Setup Api Key and URL#

from xpdeep import init

init(api_key="MY_API_KEY", api_url="MY_API_URL")

Create a Project#

from xpdeep import set_project
from xpdeep.project import Project

set_project(Project.create_or_get(name="Bike Tutorial"))

2. Data preparation#

Read Raw Data#

import pandas as pd

train_val_data = pd.read_csv("train.csv")
test_data = pd.read_csv("test.csv")

test_data = test_data.drop(columns=["atemp"])
train_val_data = train_val_data.drop(columns=["casual", "atemp", "registered"])

for dataset in [test_data, train_val_data]:
    dataset["datetime"] = pd.to_datetime(dataset["datetime"])
    dataset["year"] = dataset["datetime"].dt.year
    dataset["month"] = dataset["datetime"].dt.month
    dataset["hour"] = dataset["datetime"].dt.hour
    dataset["weekday"] = dataset["datetime"].dt.weekday
    dataset.drop(columns=["datetime"], inplace=True)  # noqa: PD002

Split Data#

from sklearn.model_selection import train_test_split

# Split the data into training and validation sets
train_data, val_data = train_test_split(train_val_data, test_size=0.2, random_state=42)

Conversion to Parquet Format#

# Conversion to Parquet 

import pyarrow as pa
import pyarrow.parquet as pq
from xpdeep.dataset.upload import upload

# Convert to pyarrow Table format
train_table = pa.Table.from_pandas(train_data, preserve_index=True)
val_table = pa.Table.from_pandas(val_data, preserve_index=True)
test_table = pa.Table.from_pandas(test_data, preserve_index=True)

# Save each split as ".parquet" file
pq.write_table(train_table, "train.parquet")
pq.write_table(val_table, "val.parquet")
pq.write_table(test_table, "test.parquet")

Upload#

import boto3

client = boto3.client(
    service_name="s3",
    endpoint_url=S3_DATASET_ENDPOINT_URL,
    aws_access_key_id=S3_DATASET_ACCESS_KEY_ID,
    aws_secret_access_key=S3_DATASET_SECRET_ACCESS_KEY,
    config=Config(signature_version="s3v4"),
)

client.upload_file("train.parquet", S3_DATASET_BUCKET_NAME, "bike/train.parquet")
client.upload_file("val.parquet", S3_DATASET_BUCKET_NAME, "bike/val.parquet")
client.upload_file("test.parquet", S3_DATASET_BUCKET_NAME, "bike/test.parquet")

Preprocess Data#

from sklearn.preprocessing import OneHotEncoder, StandardScaler
import numpy as np

# Fit preprocessors
numerical_features = ["temp", "humidity", "windspeed"]
categorical_features = ["season", "holiday", "workingday", "weather", "year", "month", "hour", "weekday"]
target_feature = "count"

numerical_features_standard_scaler = StandardScaler().fit(train_data[numerical_features])
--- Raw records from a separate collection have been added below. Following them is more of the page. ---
// SPDX-License-Identifier: MIT
// SPDX-FileCopyrightText: 2025-2026 natyamatsya contributors
//
// AudioSend / AudioReturn tests: the publish/subscribe protocol driven
// through manual catalog service passes, stall detection, override
// semantics, and teardown.

use std::sync::atomic::{AtomicUsize, Ordering};
use std::sync::Arc;
use std::time::Duration;

use shmstream::{
    AudioReturn, AudioSend, Catalog, ConnectionStatus, Error, Segment, STALL_THRESHOLD,
    STREAM_MAGIC,
};

static COUNTER: AtomicUsize = AtomicUsize::new(0);

fn test_catalog(prefix: &str) -> Arc<Catalog> {
    let n = COUNTER.fetch_add(1, Ordering::Relaxed);
    let domain = format!("{prefix}{}_{n}", std::process::id() % 100_000);
    Segment::unlink_by_name(&format!("shmstream.catalog.{domain}"));
    Arc::new(Catalog::open(&domain).unwrap())
}

fn ramp(len: usize, offset: f32) -> Vec<f32> {
    (0..len).map(|i| offset + i as f32).collect()
}

// ========== Publish lifecycle ==========

#[test]
fn publish_resolves_through_service() {
    let catalog = test_catalog("pub");
    let send = AudioSend::new();
    send.attach(&catalog);
    assert!(send.attached());

    assert!(send.publish("tone", 2, 1024));
    assert_eq!(send.status(), ConnectionStatus::Updating);
    assert!(!send.active());

    catalog.service();
    assert!(send.active());
    assert_eq!(send.name().as_str(), "tone");
    assert_eq!(send.channels(), 2);
    assert_eq!(send.length(), 1024);

    let record = catalog.get("tone").unwrap();
    assert_eq!(record.magic, STREAM_MAGIC);
    assert_eq!(record.version, 1);
}

#[test]
fn publish_rejects_bad_params() {
    let send = AudioSend::new();
    assert!(!send.publish("", 2, 1024));
    assert!(!send.publish("ok", 0, 1024));
    assert!(!send.publish("ok", 2, 0));
    assert!(!send.publish(&"n".repeat(64), 2, 1024));
}

#[test]
fn rapid_publishes_last_write_wins() {
    let catalog = test_catalog("lww");
    let send = AudioSend::new();
    send.attach(&catalog);

    assert!(send.publish("first", 1, 512));
    assert!(send.publish("second", 1, 512));
    assert!(send.publish("third", 1, 512));
    catalog.service();

    assert!(send.active());
    assert_eq!(send.name().as_str(), "third");
    assert!(catalog.get("third").is_ok());
    // Superseded requests never reached the catalog.
    assert!(matches!(catalog.get("first"), Err(Error::NotFound)));
    assert!(matches!(catalog.get("second"), Err(Error::NotFound)));
}

#[test]
fn revoke_goes_inactive() {
    let catalog = test_catalog("revoke");
    let send = AudioSend::new();
    send.attach(&catalog);

    send.publish("transient", 2, 512);
    catalog.service();
    assert!(send.active());

    assert!(send.revoke());
    catalog.service();
    assert_eq!(send.status(), ConnectionStatus::Inactive);
    assert!(!send.active());
}

#[test]
fn mark_for_republish_re_reserves() {
    let catalog = test_catalog("repub");
    let send = AudioSend::new();
    send.attach(&catalog);

    send.publish("layout", 2, 512);
    catalog.service();
    assert_eq!(catalog.get("layout").unwrap().version, 1);

    send.mark_for_republish();
    catalog.service();
    assert!(send.active());
    assert_eq!(catalog.get("layout").unwrap().version, 2);
}

// ========== RT bracket semantics ==========

#[test]
fn writes_without_stream_are_no_ops() {
    let send = AudioSend::new();
    let block = [0.0f32; 32];

    // Unattached and unresolved: bracketed writes still succeed.
    send.begin(32).unwrap();
    send.write(0, &block).unwrap();
    send.write_sanitized(0, &block).unwrap();
    send.end().unwrap();
}

#[test]
fn bracket_discipline_is_enforced() {
    let send = AudioSend::new();
    let block = [0.0f32; 16];

    assert!(matches!(send.write(0, &block), Err(Error::BadState)));
    assert!(matches!(send.end(), Err(Error::BadState)));

    send.begin(16).unwrap();
    assert!(matches!(send.begin(16), Err(Error::BadState)));
    send.end().unwrap();
    assert!(matches!(send.end(), Err(Error::BadState)));

    let ret = AudioReturn::new();
    let mut buf = [0.0f32; 16];
    assert!(matches!(ret.read(0, &mut buf), Err(Error::BadState)));
    assert!(matches!(ret.end(), Err(Error::BadState)));
    ret.begin(16).unwrap();
    assert!(matches!(ret.begin(16), Err(Error::BadState)));
    ret.end().unwrap();
}

#[test]
fn unresolved_return_reads_zeros() {
    let catalog = test_catalog("zeros");
    let ret = AudioReturn::new();
    ret.attach(&catalog);
    ret.connect("nowhere");
    catalog.service();
    assert!(!ret.active());

    let mut buf = [7.0f32; 64];
    ret.begin(64).unwrap();
    ret.read(0, &mut buf).unwrap();
    assert!(buf.iter().all(|&s| s == 0.0));

    buf.fill(7.0);
    ret.read_sanitized(0, &mut buf).unwrap();
    assert!(buf.iter().all(|&s| s == 0.0));
    ret.end().unwrap();
}

// ========== End-to-end data path ==========

#[test]
fn send_to_return_round_trip() {
    let catalog = test_catalog("e2e");
    let send = AudioSend::new();
    send.attach(&catalog);
    let ret = AudioReturn::new();
    ret.attach(&catalog);

    send.publish("send_a", 2, 512);
    ret.connect("send_a");
    catalog.service();
    assert!(send.active());
    assert!(ret.active());

    let left = ramp(128, 1.0);
    let right = ramp(128, -1000.0);
    send.begin(128).unwrap();
    send.write(0, &left).unwrap();
    send.write(1, &right).unwrap();
    send.end().unwrap();

    let mut out = vec![0.0f32; 128];
    ret.begin(128).unwrap();
    ret.read(0, &mut out).unwrap();
    assert_eq!(out, left);
    ret.read(1, &mut out).unwrap();
    assert_eq!(out, right);
    ret.end().unwrap();
    assert!(ret.active());
}

#[test]
fn late_publisher_is_picked_up() {
    let catalog = test_catalog("late");
    // Return attaches (and is serviced) first.
    let ret = AudioReturn::new();
    ret.attach(&catalog);
    ret.connect("later");
    catalog.service();
    assert!(!ret.active());

    let send = AudioSend::new();
    send.attach(&catalog);
    send.publish("later", 1, 512);
    catalog.service();
    catalog.service();
    assert!(send.active());
    assert!(ret.active());
}

// ========== Stall detection ==========

#[test]
fn stall_threshold_is_exact() {
    let catalog = test_catalog("stall");
    let send = AudioSend::new();
    send.attach(&catalog);
    let ret = AudioReturn::new();
    ret.attach(&catalog);

    send.publish("quiet", 1, 2048);
    ret.connect("quiet");
    catalog.service();
    assert!(ret.active());

    // Blocks above 512 frames are clamped to 512, so the threshold is
    // reached on exactly the 128th silent callback.
    let cycles = STALL_THRESHOLD / 512;
    for i in 0..cycles - 1 {
        ret.begin(1024).unwrap();
        ret.end().unwrap();
        assert!(!ret.stalled(), "stalled too early at cycle {i}");
    }
    ret.begin(1024).unwrap();
    ret.end().unwrap();
    assert!(ret.stalled());

    // One committed block revives the connection immediately.
    send.begin(64).unwrap();
    send.end().unwrap();
    ret.begin(64).unwrap();
    ret.end().unwrap();
    assert!(ret.active());
    assert!(!ret.stalled());

    // And the stall counter restarted from zero.
    ret.begin(1024).unwrap();
    ret.end().unwrap();
    assert!(!ret.stalled());
}

#[test]
fn keep_alive_outlives_a_silent_producer() {
    let catalog = test_catalog("silent");
    let send = AudioSend::new();
    send.attach(&catalog);
    let ret = AudioReturn::new();
    ret.attach(&catalog);

    send.publish("heartbeat", 1, 512);
    ret.connect("heartbeat");
    catalog.service();
    assert!(ret.active());

    // Producer goes away entirely; the subscriber's keep_alive still
    // refreshes the record, so it survives a TTL sweep.
    send.detach();
    std::thread::sleep(Duration::from_secs(2));
    catalog.service();
    assert_eq!(catalog.gc(Duration::from_secs(1)), 0);
    assert!(catalog.get("heartbeat").is_ok());
}

// ========== Override ==========

#[test]
fn second_publisher_overrides_first() {
    let catalog = test_catalog("override");
    let send_a = AudioSend::new();
    send_a.attach(&catalog);
    send_a.publish("shared_bus", 2, 512);
    catalog.service();
    assert!(send_a.active());

    let send_c = AudioSend::new();
    send_c.attach(&catalog);
    send_c.publish("shared_bus", 2, 512);
    catalog.service();
    catalog.service();

    assert!(send_c.active());
    assert!(send_a.overridden());
    assert!(!send_a.active());

    // The override half still writes as a no-op without complaint.
    let block = [0.0f32; 64];
    send_a.begin(64).unwrap();
    send_a.write(0, &block).unwrap();
    send_a.end().unwrap();
}

#[test]
fn republish_recovers_from_override() {
    let catalog = test_catalog("reclaim");
    let send_a = AudioSend::new();
    send_a.attach(&catalog);
    let send_c = AudioSend::new();
    send_c.attach(&catalog);

    send_a.publish("contested", 1, 512);
    catalog.service();
    send_c.publish("contested", 1, 512);
    catalog.service();
    catalog.service();
    assert!(send_a.overridden());

    // Publishing again takes the slot back.
    send_a.publish("contested", 1, 512);
    catalog.service();
    catalog.service();
    assert!(send_a.active());
    assert!(send_c.overridden());
}

// ========== Teardown ==========

#[test]
fn detach_is_idempotent() {
    let catalog = test_catalog("teardown");
    let send = AudioSend::new();
    send.attach(&catalog);
    send.publish("gone", 1, 512);
    catalog.service();
    assert!(send.active());
    assert_eq!(catalog.client_count(), 1);

    send.detach();
    send.detach();
    assert!(!send.attached());
    assert!(!send.active());
    assert_eq!(catalog.client_count(), 0);

    let ret = AudioReturn::new();
    ret.attach(&catalog);
    ret.detach();
    ret.detach();
    assert!(!ret.attached());
}

#[test]
fn drop_detaches() {
    let catalog = test_catalog("drop");
    {
        let send = AudioSend::new();
        send.attach(&catalog);
        let ret = AudioReturn::new();
        ret.attach(&catalog);
        assert_eq!(catalog.client_count(), 2);
    }
    assert_eq!(catalog.client_count(), 0);
}

// ========== Concurrency smoke ==========

// One writer thread, one reader thread, maintenance running hot, with
// mid-flight republishes superseding the installed handle. Exercises the
// handle hand-off under real contention; the assertion is simply that
// every cycle completes and every read is finite.
#[test]
fn concurrent_cycles_with_maintenance() {
    let catalog = test_catalog("stress");
    catalog.start_maintenance(Duration::from_millis(1)).unwrap();

    let send = AudioSend::new();
    send.attach(&catalog);
    send.publish("torture", 2, 2048);

    let ret = AudioReturn::new();
    ret.attach(&catalog);
    ret.connect("torture");

    let writer = std::thread::spawn(move || {
        let block = ramp(128, 0.25);
        for cycle in 0..500u32 {
            send.begin(128).unwrap();
            send.write(0, &block).unwrap();
            send.write_sanitized(1, &block).unwrap();
            send.end().unwrap();
            if cycle % 100 == 99 {
                send.publish("torture", 2, 2048);
            }
            std::thread::sleep(Duration::from_micros(50));
        }
        send.detach();
    });

    let mut buf = vec![0.0f32; 128];
    for _ in 0..500 {
        ret.begin(128).unwrap();
        ret.read_sanitized(0, &mut buf).unwrap();
        assert!(buf.iter().all(|s| s.is_finite()));
        ret.read_sanitized(1, &mut buf).unwrap();
        assert!(buf.iter().all(|s| s.is_finite()));
        ret.end().unwrap();
        std::thread::sleep(Duration::from_micros(50));
    }
    ret.detach();

    writer.join().unwrap();
    catalog.stop_maintenance();
}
categorical_features_encoders = {}
for category in categorical_features:
    categorical_features_encoders[category] = OneHotEncoder(sparse_output=False).fit(train_data[[category]])

target_feature_encoder = StandardScaler().fit(train_data[[target_feature]])

# Transform data
x_train = np.concatenate(
    [numerical_features_standard_scaler.transform(train_data[numerical_features])] 
    + 
    [categorical_features_encoders[feature].transform(train_data[[feature]]) for feature in categorical_features], 
    axis=1
)
y_train = target_feature_encoder.transform(train_data[[target_feature]])

x_test = np.concatenate(
    [numerical_features_standard_scaler.transform(test_data[numerical_features])] 
    + 
    [categorical_features_encoders[feature].transform(test_data[[feature]]) for feature in categorical_features], 
    axis=1
)
y_test = target_feature_encoder.transform(test_data[[target_feature]])

x_val = np.concatenate(
    [numerical_features_standard_scaler.transform(val_data[numerical_features])] 
    + 
    [categorical_features_encoders[feature].transform(val_data[[feature]]) for feature in categorical_features], 
    axis=1
)
y_val = target_feature_encoder.transform(val_data[[target_feature]])


# input and output sizes
input_size = x_train.shape[1]
target_size = y_train.shape[1]
storage_options={
        "key": S3_DATASET_ACCESS_KEY_ID,
        "secret": S3_DATASET_SECRET_ACCESS_KEY,
        "client_kwargs": {
            "endpoint_url": S3_DATASET_ENDPOINT_URL,
        },
        "s3_additional_kwargs": {"addressing_style": "path"},
    }
train_dataset = ParquetDataset(
name="bike_train_set",
path=f"s3://{S3_DATASET_BUCKET_NAME}/bike/train.parquet",
storage_options=storage_options,
)

analyzed_train_dataset = train_dataset.analyze(target_names=["count"])
print(analyzed_train_dataset.analyzed_schema)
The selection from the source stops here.